INPUT DATA:
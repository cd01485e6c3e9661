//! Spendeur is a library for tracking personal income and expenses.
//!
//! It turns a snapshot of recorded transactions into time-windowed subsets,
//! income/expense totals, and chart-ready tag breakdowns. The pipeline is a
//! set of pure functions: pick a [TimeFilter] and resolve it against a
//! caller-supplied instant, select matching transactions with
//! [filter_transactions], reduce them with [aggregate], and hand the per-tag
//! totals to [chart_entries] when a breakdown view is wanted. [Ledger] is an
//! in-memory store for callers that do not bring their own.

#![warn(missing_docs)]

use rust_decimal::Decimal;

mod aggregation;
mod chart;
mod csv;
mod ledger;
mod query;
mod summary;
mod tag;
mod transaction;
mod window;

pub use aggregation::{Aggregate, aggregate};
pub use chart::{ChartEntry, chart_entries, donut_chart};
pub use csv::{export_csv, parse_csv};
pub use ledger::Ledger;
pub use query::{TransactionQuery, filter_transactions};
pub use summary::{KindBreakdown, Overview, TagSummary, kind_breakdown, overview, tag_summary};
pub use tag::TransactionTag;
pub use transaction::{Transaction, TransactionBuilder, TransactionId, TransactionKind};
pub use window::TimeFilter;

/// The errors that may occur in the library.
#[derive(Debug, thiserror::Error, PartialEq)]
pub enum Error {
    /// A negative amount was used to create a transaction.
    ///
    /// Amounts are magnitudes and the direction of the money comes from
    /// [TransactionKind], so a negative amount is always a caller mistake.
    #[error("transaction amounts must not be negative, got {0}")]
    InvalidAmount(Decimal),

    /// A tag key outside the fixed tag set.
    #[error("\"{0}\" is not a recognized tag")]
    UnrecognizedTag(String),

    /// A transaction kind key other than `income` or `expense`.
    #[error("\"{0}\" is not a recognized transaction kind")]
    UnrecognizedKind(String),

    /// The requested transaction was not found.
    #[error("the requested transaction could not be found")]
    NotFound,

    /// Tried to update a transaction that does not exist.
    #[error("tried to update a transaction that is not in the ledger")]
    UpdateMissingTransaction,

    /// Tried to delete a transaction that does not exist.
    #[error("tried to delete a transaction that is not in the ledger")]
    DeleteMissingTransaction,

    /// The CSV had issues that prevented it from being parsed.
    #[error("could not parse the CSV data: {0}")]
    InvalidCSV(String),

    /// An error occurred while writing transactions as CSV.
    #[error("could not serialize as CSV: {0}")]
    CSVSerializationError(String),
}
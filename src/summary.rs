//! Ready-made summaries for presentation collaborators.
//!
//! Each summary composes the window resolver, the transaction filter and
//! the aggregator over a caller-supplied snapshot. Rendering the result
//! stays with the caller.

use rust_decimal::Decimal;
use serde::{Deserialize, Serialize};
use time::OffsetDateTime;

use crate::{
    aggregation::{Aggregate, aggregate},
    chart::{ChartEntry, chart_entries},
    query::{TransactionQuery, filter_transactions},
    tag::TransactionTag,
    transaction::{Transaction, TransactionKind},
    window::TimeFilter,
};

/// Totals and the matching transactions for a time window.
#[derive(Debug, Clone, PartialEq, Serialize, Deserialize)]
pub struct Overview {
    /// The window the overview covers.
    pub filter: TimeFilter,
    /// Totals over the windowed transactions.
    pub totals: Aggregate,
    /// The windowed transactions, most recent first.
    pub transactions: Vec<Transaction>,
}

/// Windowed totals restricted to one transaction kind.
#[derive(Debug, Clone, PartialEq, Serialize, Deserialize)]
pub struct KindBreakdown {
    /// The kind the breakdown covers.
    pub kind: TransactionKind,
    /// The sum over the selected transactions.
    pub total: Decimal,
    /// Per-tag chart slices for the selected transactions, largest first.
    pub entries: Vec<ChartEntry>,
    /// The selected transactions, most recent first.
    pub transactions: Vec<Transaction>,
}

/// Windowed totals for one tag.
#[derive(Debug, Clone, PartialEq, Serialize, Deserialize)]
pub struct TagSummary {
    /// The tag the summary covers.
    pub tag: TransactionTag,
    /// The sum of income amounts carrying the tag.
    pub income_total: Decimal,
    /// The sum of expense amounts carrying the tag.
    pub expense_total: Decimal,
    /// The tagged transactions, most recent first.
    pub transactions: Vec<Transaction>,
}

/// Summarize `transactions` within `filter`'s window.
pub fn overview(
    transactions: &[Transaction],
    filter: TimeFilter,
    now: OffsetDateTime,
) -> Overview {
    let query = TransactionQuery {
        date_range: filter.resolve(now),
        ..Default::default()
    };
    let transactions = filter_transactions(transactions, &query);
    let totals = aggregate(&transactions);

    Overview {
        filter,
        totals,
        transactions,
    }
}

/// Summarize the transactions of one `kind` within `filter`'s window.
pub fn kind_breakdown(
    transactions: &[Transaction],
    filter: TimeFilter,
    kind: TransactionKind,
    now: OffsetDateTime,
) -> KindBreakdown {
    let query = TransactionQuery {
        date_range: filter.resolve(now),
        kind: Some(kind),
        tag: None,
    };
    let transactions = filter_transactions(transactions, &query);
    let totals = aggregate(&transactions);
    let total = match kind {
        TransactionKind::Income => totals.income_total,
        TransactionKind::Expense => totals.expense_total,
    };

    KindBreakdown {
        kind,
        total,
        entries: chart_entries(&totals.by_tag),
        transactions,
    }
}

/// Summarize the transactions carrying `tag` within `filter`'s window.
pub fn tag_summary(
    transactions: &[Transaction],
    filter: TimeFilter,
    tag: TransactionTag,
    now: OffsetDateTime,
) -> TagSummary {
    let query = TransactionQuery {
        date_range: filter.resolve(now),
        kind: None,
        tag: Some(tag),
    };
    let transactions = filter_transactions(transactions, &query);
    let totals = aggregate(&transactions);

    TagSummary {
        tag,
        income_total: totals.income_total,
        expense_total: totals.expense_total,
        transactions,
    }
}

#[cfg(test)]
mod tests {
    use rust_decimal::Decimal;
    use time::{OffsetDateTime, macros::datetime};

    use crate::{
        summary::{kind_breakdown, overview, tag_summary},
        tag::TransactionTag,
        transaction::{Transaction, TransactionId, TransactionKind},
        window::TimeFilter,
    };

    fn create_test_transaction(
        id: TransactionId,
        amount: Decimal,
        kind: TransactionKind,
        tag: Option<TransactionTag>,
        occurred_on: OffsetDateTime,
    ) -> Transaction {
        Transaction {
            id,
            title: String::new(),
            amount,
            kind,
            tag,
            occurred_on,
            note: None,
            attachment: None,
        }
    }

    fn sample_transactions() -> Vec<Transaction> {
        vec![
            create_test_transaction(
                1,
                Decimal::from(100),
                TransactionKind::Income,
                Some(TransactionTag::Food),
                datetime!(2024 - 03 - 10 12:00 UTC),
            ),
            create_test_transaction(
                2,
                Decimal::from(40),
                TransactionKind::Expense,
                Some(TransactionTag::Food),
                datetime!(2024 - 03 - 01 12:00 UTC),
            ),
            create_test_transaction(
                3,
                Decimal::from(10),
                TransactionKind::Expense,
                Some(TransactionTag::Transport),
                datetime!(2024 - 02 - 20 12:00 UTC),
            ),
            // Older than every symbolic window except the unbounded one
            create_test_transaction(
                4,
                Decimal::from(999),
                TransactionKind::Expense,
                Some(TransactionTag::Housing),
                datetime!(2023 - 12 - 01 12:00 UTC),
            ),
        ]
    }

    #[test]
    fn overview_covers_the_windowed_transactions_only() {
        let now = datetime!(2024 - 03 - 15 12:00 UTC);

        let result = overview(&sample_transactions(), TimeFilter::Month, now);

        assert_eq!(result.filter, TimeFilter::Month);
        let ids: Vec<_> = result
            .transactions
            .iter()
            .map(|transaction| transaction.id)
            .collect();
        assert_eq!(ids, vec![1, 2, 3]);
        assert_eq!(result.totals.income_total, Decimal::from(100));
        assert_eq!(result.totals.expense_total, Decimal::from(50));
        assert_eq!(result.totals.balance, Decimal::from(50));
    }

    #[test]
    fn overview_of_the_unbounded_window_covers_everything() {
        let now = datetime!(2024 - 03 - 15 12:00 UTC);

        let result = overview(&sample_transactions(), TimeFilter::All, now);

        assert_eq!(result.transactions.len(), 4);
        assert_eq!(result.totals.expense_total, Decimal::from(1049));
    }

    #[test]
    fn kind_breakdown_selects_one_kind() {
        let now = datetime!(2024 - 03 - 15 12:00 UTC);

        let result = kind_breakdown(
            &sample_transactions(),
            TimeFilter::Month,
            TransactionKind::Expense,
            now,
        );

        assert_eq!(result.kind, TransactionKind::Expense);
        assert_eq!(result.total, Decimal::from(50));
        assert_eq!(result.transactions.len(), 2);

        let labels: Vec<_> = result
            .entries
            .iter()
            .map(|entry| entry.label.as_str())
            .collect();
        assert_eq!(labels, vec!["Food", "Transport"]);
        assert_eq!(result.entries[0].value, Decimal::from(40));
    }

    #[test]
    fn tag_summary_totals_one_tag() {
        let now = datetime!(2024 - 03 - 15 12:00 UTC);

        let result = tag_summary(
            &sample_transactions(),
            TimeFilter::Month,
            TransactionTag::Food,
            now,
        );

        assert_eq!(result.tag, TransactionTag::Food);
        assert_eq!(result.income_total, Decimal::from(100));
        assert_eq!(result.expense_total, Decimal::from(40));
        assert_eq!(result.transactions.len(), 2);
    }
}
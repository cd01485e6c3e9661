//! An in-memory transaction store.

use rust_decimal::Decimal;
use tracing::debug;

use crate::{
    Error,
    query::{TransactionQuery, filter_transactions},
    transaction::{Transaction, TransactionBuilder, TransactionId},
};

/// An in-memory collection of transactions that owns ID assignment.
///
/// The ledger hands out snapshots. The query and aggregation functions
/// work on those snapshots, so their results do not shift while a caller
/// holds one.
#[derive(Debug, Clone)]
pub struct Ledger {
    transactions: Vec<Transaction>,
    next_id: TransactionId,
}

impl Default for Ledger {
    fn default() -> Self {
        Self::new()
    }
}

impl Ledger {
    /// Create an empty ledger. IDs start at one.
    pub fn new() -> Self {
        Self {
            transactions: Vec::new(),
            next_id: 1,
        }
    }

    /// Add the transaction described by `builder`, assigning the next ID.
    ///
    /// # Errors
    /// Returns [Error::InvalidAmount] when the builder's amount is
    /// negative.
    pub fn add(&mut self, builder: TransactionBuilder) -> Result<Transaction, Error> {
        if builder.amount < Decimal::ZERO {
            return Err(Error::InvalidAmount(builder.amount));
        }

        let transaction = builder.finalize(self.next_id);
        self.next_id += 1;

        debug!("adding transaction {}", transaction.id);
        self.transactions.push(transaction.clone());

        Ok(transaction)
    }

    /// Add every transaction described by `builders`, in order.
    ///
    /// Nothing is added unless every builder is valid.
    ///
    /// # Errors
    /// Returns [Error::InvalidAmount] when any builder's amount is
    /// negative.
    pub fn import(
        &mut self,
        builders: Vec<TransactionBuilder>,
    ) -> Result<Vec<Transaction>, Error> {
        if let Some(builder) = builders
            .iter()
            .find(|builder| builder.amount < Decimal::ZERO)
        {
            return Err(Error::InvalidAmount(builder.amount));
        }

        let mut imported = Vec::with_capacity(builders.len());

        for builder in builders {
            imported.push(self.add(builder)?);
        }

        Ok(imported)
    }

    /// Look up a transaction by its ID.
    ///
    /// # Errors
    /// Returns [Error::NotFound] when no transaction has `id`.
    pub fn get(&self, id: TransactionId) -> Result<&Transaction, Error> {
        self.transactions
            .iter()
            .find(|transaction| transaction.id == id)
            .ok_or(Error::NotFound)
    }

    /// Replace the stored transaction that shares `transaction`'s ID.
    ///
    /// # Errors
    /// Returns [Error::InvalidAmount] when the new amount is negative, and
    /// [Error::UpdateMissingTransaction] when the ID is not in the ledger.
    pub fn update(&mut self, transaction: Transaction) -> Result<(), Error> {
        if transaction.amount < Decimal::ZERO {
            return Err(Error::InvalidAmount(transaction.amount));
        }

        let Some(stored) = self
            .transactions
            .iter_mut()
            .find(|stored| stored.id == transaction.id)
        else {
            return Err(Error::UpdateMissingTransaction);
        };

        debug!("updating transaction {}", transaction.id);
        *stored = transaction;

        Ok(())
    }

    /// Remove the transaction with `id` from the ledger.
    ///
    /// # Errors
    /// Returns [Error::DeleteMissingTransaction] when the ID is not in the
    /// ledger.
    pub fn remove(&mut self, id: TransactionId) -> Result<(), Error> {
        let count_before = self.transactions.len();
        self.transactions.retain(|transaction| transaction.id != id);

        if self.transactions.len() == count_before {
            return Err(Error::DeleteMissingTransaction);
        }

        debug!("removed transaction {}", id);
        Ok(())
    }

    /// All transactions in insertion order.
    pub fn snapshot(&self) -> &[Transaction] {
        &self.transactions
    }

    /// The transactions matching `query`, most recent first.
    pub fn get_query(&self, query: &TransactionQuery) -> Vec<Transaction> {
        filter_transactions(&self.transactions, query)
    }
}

--

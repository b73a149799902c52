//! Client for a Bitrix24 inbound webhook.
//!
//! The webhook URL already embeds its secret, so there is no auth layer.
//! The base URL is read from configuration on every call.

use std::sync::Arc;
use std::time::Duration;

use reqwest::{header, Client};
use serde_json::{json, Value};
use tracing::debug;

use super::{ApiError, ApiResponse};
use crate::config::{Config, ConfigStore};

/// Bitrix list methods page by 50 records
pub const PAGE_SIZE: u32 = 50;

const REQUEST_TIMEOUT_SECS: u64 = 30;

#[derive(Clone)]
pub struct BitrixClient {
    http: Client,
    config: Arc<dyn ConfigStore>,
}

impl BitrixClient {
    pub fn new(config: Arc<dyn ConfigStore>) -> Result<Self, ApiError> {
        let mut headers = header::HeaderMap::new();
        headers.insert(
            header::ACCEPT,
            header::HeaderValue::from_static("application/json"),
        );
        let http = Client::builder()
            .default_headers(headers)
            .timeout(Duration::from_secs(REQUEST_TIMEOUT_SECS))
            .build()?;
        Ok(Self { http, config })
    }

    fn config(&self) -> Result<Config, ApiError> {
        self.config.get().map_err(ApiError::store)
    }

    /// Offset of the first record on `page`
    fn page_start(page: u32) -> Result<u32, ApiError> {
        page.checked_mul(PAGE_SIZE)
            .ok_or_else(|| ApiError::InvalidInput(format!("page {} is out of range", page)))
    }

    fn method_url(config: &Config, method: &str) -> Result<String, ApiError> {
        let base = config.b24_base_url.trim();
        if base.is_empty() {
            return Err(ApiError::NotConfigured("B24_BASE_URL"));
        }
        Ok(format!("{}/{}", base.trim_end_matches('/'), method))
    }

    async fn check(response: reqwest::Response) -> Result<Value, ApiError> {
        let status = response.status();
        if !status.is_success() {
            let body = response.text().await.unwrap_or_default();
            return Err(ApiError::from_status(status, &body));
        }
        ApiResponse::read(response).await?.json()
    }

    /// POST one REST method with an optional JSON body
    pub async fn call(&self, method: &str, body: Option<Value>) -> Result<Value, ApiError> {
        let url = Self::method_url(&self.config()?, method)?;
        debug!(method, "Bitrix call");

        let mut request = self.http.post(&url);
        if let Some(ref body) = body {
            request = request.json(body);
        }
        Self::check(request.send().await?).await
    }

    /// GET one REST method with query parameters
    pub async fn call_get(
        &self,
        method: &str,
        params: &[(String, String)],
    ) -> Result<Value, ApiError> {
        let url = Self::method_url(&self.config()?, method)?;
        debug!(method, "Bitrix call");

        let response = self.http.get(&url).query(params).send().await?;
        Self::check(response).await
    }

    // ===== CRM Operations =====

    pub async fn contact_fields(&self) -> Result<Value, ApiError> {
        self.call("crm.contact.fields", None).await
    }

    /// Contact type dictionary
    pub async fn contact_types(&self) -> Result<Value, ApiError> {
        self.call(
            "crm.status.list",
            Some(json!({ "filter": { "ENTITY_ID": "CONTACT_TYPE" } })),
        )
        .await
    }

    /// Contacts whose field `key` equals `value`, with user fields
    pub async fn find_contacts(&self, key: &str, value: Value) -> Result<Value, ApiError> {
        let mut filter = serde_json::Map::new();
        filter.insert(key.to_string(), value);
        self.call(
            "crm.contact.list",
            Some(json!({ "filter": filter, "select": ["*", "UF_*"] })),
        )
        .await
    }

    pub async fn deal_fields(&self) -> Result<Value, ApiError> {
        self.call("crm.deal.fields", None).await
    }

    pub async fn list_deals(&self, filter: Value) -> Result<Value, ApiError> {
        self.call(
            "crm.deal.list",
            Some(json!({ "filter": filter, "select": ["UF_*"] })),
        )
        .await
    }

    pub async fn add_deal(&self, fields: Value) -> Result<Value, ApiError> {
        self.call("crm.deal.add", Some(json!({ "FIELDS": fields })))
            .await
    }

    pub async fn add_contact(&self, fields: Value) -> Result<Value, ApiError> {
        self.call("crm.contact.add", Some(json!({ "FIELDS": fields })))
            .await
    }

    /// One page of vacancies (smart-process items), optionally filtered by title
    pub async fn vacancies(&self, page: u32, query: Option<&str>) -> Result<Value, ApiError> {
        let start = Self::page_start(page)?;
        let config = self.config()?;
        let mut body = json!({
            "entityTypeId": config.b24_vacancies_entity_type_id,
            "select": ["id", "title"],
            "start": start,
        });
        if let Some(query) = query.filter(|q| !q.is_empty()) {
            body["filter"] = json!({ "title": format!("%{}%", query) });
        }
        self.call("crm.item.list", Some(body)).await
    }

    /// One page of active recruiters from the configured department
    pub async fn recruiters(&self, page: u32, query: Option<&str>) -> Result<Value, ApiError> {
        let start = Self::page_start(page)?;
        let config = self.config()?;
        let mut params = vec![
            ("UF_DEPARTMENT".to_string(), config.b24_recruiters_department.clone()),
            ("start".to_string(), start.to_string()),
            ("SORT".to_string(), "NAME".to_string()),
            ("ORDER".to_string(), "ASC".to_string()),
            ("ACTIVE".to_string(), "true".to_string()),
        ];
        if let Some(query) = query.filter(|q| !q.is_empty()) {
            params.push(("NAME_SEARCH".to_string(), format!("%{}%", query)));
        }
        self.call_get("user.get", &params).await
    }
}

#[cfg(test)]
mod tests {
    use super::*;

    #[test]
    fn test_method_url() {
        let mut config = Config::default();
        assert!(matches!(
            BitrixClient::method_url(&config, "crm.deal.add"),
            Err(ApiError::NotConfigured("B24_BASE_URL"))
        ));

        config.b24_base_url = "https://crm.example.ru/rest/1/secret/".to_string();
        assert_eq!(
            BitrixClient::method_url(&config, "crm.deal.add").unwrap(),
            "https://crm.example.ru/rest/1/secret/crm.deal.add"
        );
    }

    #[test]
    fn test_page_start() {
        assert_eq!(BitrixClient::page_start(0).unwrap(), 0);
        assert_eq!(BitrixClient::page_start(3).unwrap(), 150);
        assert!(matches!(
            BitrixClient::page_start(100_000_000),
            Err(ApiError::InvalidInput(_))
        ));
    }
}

ACTIVITY: Within the records, in how many lines does the string "matching" occur? Give the number and no other text.

RESPONSE TO THIS TASK: 3